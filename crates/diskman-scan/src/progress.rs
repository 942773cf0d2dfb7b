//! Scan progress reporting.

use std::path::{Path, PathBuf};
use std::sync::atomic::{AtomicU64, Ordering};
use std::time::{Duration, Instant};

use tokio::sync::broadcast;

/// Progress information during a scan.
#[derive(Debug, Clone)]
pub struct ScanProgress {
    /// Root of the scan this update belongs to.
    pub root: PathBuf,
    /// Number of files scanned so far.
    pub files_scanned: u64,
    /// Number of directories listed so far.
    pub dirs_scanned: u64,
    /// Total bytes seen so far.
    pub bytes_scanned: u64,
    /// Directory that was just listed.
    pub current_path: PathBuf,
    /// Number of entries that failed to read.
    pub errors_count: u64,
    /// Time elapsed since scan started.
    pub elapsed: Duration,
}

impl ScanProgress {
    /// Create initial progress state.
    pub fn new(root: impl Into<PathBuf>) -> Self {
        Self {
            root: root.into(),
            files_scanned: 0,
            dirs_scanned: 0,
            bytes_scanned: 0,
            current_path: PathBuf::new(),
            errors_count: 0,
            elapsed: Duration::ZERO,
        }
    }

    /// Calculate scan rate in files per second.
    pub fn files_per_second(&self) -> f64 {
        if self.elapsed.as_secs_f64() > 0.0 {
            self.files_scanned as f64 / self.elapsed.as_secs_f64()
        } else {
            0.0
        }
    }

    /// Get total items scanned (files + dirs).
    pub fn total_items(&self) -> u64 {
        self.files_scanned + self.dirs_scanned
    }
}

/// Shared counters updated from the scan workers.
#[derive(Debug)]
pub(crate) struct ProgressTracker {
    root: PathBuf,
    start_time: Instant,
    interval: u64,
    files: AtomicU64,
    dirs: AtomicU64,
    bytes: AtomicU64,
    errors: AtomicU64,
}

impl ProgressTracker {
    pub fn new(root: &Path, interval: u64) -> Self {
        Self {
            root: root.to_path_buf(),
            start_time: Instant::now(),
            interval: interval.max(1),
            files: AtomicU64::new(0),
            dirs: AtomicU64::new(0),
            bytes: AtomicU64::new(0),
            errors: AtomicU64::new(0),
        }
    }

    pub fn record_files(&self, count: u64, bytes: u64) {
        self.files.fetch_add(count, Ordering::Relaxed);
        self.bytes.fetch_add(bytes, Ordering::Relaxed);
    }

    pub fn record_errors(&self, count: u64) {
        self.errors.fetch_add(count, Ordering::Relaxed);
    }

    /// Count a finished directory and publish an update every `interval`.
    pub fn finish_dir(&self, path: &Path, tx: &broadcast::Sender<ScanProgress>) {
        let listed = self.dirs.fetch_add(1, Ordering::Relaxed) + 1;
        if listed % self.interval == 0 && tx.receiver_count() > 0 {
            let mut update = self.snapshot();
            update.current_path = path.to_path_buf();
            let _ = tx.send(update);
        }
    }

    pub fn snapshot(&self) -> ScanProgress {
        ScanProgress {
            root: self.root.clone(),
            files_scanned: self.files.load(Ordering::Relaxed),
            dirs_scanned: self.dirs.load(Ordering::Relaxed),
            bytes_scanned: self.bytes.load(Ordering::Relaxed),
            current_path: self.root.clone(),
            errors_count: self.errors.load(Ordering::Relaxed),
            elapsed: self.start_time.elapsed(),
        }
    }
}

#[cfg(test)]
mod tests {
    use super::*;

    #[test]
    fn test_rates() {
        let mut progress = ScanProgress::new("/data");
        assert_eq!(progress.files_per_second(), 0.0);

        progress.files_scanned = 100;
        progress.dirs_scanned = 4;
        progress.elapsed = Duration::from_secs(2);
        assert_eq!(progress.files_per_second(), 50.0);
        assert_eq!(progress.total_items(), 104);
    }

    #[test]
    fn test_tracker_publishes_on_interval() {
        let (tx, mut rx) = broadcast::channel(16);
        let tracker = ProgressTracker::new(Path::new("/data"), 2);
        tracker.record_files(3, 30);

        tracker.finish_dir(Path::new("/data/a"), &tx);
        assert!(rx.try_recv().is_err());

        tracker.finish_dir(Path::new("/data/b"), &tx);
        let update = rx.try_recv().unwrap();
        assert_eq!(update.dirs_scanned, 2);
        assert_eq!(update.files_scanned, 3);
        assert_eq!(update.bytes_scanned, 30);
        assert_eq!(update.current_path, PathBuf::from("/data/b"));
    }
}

┄┄┄┄┄┄

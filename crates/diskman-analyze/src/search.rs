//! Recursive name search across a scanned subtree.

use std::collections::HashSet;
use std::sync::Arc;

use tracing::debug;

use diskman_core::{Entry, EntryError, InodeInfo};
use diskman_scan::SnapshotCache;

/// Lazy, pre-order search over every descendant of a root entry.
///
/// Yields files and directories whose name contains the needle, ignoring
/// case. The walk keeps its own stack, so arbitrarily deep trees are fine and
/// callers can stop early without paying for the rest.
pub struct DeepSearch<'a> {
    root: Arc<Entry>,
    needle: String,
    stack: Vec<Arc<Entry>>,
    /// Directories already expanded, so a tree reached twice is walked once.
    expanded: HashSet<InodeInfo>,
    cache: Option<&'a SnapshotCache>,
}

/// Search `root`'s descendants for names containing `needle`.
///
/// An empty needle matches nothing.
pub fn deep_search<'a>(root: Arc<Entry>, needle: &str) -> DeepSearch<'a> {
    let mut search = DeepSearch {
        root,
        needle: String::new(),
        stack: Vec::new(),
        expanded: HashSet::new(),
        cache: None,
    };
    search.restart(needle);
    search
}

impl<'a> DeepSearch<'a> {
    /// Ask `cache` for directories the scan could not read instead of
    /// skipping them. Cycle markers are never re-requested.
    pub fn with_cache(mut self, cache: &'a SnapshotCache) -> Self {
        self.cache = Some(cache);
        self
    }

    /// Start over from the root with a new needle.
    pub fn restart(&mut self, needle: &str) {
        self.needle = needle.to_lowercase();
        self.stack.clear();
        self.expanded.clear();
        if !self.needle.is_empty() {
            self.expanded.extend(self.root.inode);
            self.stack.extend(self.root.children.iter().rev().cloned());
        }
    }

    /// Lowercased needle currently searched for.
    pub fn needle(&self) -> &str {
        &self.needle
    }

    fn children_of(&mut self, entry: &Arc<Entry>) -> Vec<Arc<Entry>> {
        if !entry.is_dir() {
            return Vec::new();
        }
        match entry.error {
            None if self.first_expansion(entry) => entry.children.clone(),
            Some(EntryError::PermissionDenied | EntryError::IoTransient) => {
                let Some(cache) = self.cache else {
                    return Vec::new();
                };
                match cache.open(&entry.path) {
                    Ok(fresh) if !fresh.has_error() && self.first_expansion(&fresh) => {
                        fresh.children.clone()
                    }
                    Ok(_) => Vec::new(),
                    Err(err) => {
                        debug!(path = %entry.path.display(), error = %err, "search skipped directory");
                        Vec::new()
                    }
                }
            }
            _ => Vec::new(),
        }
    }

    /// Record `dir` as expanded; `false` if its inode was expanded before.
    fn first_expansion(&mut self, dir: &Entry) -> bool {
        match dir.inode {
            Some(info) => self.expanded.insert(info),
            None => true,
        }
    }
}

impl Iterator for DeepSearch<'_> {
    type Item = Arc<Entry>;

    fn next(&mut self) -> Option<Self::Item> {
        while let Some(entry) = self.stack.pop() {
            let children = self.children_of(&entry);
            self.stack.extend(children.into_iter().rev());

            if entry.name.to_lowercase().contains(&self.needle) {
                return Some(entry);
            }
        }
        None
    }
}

┄┄┄┄┄┄

WORK INSTRUCTIONS =>
Where does the string "ScanProgress" appear in the records above? Show every line that holds it.

ANSWER FOR THE TASK =>
pub struct ScanProgress {
impl ScanProgress {
    pub fn finish_dir(&self, path: &Path, tx: &broadcast::Sender<ScanProgress>) {
    pub fn snapshot(&self) -> ScanProgress {
        ScanProgress {
        let mut progress = ScanProgress::new("/data");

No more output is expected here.